Effect of anthropometric indicators on mediators

We systematically evaluated associations between anthropometric indicators and six potential mediators, including qualified mediators in the mediation analysis. This evaluation accounted for changes in the mediators using the IVW method and further sensitivity analysis, ensuring no pleiotropy or bidirectional causation, justifying their inclusion in the mediation analysis. Each 1-SD increase in BMI (β: 0.24; 95% CI: 0.21–0.27), body fat percentage (β: 0.25; 0.20–0.30), whole body fat mass (β: 0.20; 0.16–0.23), trunk fat percentage (β: 0.17; 0.12–0.22), trunk fat mass (β: 0.17; 0.14–0.20) was associated with higher bioavailable testosterone level in women; Each 1-SD increase in WC (β: 0.07; 0.02–0.12), HC (β: 0.10; 0.06–0.13), body fat percentage (β: 0.12; 0.07–0.18), trunk fat percentage (β: 0.09; 0.03–0.15), trunk fat mass (β: 0.07; 0.04–0.10) was associated with higher bioavailable testosterone levels in women. Each 1-SD increase in whole body fat mass (β: 0.07; 0.04–0.11) was associated with higher bioavailable testosterone level in women, whereas it was associated with lower trunk fat percentage (β: −0.09; −0.15–0.04), trunk fat mass (β: −0.09; −0.14–0.04), trunk fat-free mass (β: −0.12; −0.16–0.08). Finally, each 1-SD increase in body fat percentage was associated with higher sleeplessness/insomnia (OR: 1.06; 1.04–1.09). Detailed results are provided in Table S5, Table S8 in Supplementary Appendix 1.

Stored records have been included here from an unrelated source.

// Copyright (c) 2024 Jan Holthuis <jan.holthuis@rub.de>
//
// This Source Code Form is subject to the terms of the Mozilla Public License, v. 2.0. If a copy
// of the MPL was not distributed with this file, You can obtain one at
// http://mozilla.org/MPL/2.0/.
//
// SPDX-License-Identifier: MPL-2.0

//! Modules for the `approve` and `reject` CLI subcommands (§3 `StagingItem` review workflow).

use crate::catalog::{Catalog, StagingStatus};
use crate::Config;
use clap::Parser;

/// Command line arguments for the `approve` CLI command.
#[derive(Parser, Debug)]
pub struct ApproveArgs {
    /// Id of the staging item to approve.
    id: String,

    /// Identifier of the reviewer performing the approval.
    #[arg(long)]
    reviewer: Option<String>,
}

/// Run the `approve` command: mark a staging item approved, clearing it for promotion.
///
/// # Errors
///
/// Returns an error if the catalog database cannot be opened or updated.
pub fn run_approve(config: &Config, args: ApproveArgs) -> crate::Result<()> {
    let catalog = Catalog::open(config.catalog_path())?;
    let now = chrono::Utc::now().to_rfc3339();
    catalog.update_staging_status(&args.id, StagingStatus::Approved, args.reviewer.as_deref(), None, &now)?;
    log::info!("Approved staging item {}", args.id);
    Ok(())
}

/// Command line arguments for the `reject` CLI command.
#[derive(Parser, Debug)]
pub struct RejectArgs {
    /// Id of the staging item to reject.
    id: String,

    /// Human-readable reason, recorded on the item's notes.
    reason: String,

    /// Identifier of the reviewer performing the rejection.
    #[arg(long)]
    reviewer: Option<String>,
}

/// Run the `reject` command: mark a staging item rejected with a reason.
///
/// # Errors
///
/// Returns an error if the catalog database cannot be opened or updated.
pub fn run_reject(config: &Config, args: RejectArgs) -> crate::Result<()> {
    let catalog = Catalog::open(config.catalog_path())?;
    let now = chrono::Utc::now().to_rfc3339();
    catalog.update_staging_status(
        &args.id,
        StagingStatus::Rejected,
        args.reviewer.as_deref(),
        Some(&args.reason),
        &now,
    )?;
    log::info!("Rejected staging item {}: {}", args.id, args.reason);
    Ok(())
}
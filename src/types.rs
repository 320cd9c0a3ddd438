// SPDX-License-Identifier: MPL-2.0
//! Primitive types shared by the whole pipeline: vertex identity vs. index,
//! vertex ends, orientations, steps and walks.

use std::fmt;

/// Stable vertex identity, as carried by the input graph (1-based).
///
/// Deliberately a distinct type from [`VtxIdx`]: the identity survives the
/// whole run, while indices are dense positions into the loaded graph, and
/// mixing the two up silently produces wrong-but-plausible results.
#[derive(Debug, Clone, Copy, PartialEq, Eq, Hash, PartialOrd, Ord)]
pub struct VtxId(pub u32);

impl fmt::Display for VtxId {
    fn fmt(&self, f: &mut fmt::Formatter<'_>) -> fmt::Result {
        write!(f, "{}", self.0)
    }
}

/// Dense 0-based vertex position inside a loaded graph.
pub type VtxIdx = usize;

/// One of the two ends of a vertex in a bidirected graph; `Left` is the
/// 5' end, `Right` the 3' end.
#[derive(Debug, Clone, Copy, PartialEq, Eq, Hash, PartialOrd, Ord)]
pub enum VtxEnd {
    /// The 5' end.
    Left,
    /// The 3' end.
    Right,
}

impl VtxEnd {
    /// The opposite end of the same vertex.
    pub fn complement(self) -> VtxEnd {
        match self {
            VtxEnd::Left => VtxEnd::Right,
            VtxEnd::Right => VtxEnd::Left,
        }
    }
}

impl fmt::Display for VtxEnd {
    fn fmt(&self, f: &mut fmt::Formatter<'_>) -> fmt::Result {
        match self {
            VtxEnd::Left => write!(f, "L"),
            VtxEnd::Right => write!(f, "R"),
        }
    }
}

/// Direction in which a walk passes through a vertex.
#[derive(Debug, Clone, Copy, PartialEq, Eq, Hash, PartialOrd, Ord)]
pub enum Orientation {
    /// Entered at the left end, left at the right end.
    Forward,
    /// Entered at the right end, left at the left end.
    Reverse,
}

impl Orientation {
    /// The opposite orientation. `flip` is an involution.
    pub fn flip(self) -> Orientation {
        match self {
            Orientation::Forward => Orientation::Reverse,
            Orientation::Reverse => Orientation::Forward,
        }
    }

    /// The end through which a vertex traversed in this orientation is left.
    pub fn outgoing_end(self) -> VtxEnd {
        match self {
            Orientation::Forward => VtxEnd::Right,
            Orientation::Reverse => VtxEnd::Left,
        }
    }

    /// The orientation implied by entering a vertex through `end`.
    pub fn from_entry(end: VtxEnd) -> Orientation {
        match end {
            VtxEnd::Left => Orientation::Forward,
            VtxEnd::Right => Orientation::Reverse,
        }
    }
}

impl fmt::Display for Orientation {
    fn fmt(&self, f: &mut fmt::Formatter<'_>) -> fmt::Result {
        match self {
            Orientation::Forward => write!(f, ">"),
            Orientation::Reverse => write!(f, "<"),
        }
    }
}

/// One step of a walk: a vertex taken in an orientation.
#[derive(Debug, Clone, Copy, PartialEq, Eq, Hash)]
pub struct Step {
    /// The vertex the step passes through.
    pub v_id: VtxId,
    /// The direction it passes through in.
    pub orientation: Orientation,
}

impl Step {
    /// Convenience constructor.
    pub fn new(v_id: u32, orientation: Orientation) -> Step {
        Step {
            v_id: VtxId(v_id),
            orientation,
        }
    }
}

impl fmt::Display for Step {
    fn fmt(&self, f: &mut fmt::Formatter<'_>) -> fmt::Result {
        write!(f, "{}{}", self.orientation, self.v_id)
    }
}

/// An ordered sequence of steps. Two walks are equal iff they are pairwise
/// equal step for step.
pub type Walk = Vec<Step>;

/// Renders a walk as `>1>2<3` style text.
pub fn walk_to_string(walk: &[Step]) -> String {
    walk.iter().map(|s| s.to_string()).collect()
}

/// The same walk traversed the other way round: step order reversed and
/// every orientation flipped.
pub fn reversed_walk(walk: &[Step]) -> Walk {
    walk.iter()
        .rev()
        .map(|s| Step {
            v_id: s.v_id,
            orientation: s.orientation.flip(),
        })
        .collect()
}

/// A contiguous window of a walk, as a start offset and a length.
#[derive(Debug, Clone, Copy, PartialEq, Eq)]
pub struct Slice {
    /// First step covered.
    pub start: usize,
    /// Number of steps covered.
    pub len: usize,
}

#[cfg(test)]
mod test {
    use super::*;

    #[test]
    fn flip_is_involution() {
        for o in [Orientation::Forward, Orientation::Reverse] {
            assert_eq!(o.flip().flip(), o);
            assert_ne!(o.flip(), o);
        }
    }

    #[test]
    fn complement_is_involution() {
        for e in [VtxEnd::Left, VtxEnd::Right] {
            assert_eq!(e.complement().complement(), e);
            assert_ne!(e.complement(), e);
        }
    }

    #[test]
    fn entry_and_exit_ends_are_consistent() {
        // entering left means leaving right, and vice versa
        for end in [VtxEnd::Left, VtxEnd::Right] {
            let o = Orientation::from_entry(end);
            assert_eq!(o.outgoing_end(), end.complement());
        }
    }

    #[test]
    fn walk_rendering() {
        let w = vec![
            Step::new(1, Orientation::Forward),
            Step::new(3, Orientation::Reverse),
            Step::new(4, Orientation::Forward),
        ];
        assert_eq!(walk_to_string(&w), ">1<3>4");
    }

    #[test]
    fn reversed_walk_round_trips() {
        let w = vec![
            Step::new(1, Orientation::Forward),
            Step::new(2, Orientation::Reverse),
        ];
        let r = reversed_walk(&w);
        assert_eq!(r[0], Step::new(2, Orientation::Forward));
        assert_eq!(r[1], Step::new(1, Orientation::Reverse));
        assert_eq!(reversed_walk(&r), w);
    }
}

Among the excluded candidate combinations, 34 were excluded due to lack of influence of anthropometric indicators (see Supplementary Appendix 1, Table S5-S7) and 7 were excluded due to bidirectional causal associations with education (see Supplementary Appendix 1, Table S8-S10).

Mediating effects of mediators in the associations of anthropometric indicators with benign adrenal tumors

In the adjustment models of the IVW analysis for individual risk factors, we further assessed the independent effect of potential mediators. To determine the direct causal effect of mediators on benign adrenal tumors, we performed a corrected MVMR analysis. MVMR shows associations of bioavailable testosterone level in women (OR: 1.68; 95% CI: 1.22–2.32), total testosterone level in women (1.50; 1.17–1.92) with body fat percentage corrected; bioavailable testosterone level in women (1. 79; 1.30–2.46), total testosterone level in women (1.46; 1.04–2.06) with trunk fat percentage corrected; bioavailable testosterone level in women (1. 58; 1.14–2.18), total testosterone level in women (1.41; 1.11–1.79) with trunk fat mass corrected; bioavailable testosterone level in women (1.64; 1.11–2.42) with BMI corrected; total testosterone level in women (1. 52; 1.22–1.90) with HC corrected; Total testosterone level in women (1.41; 1.11–1.80) with HC corrected; Bioavailable testosterone level in women with whole body fat mass corrected (1.57; 1.14–2.16). The results of the MVMR are shown in Supplementary Appendix 1, Table S11.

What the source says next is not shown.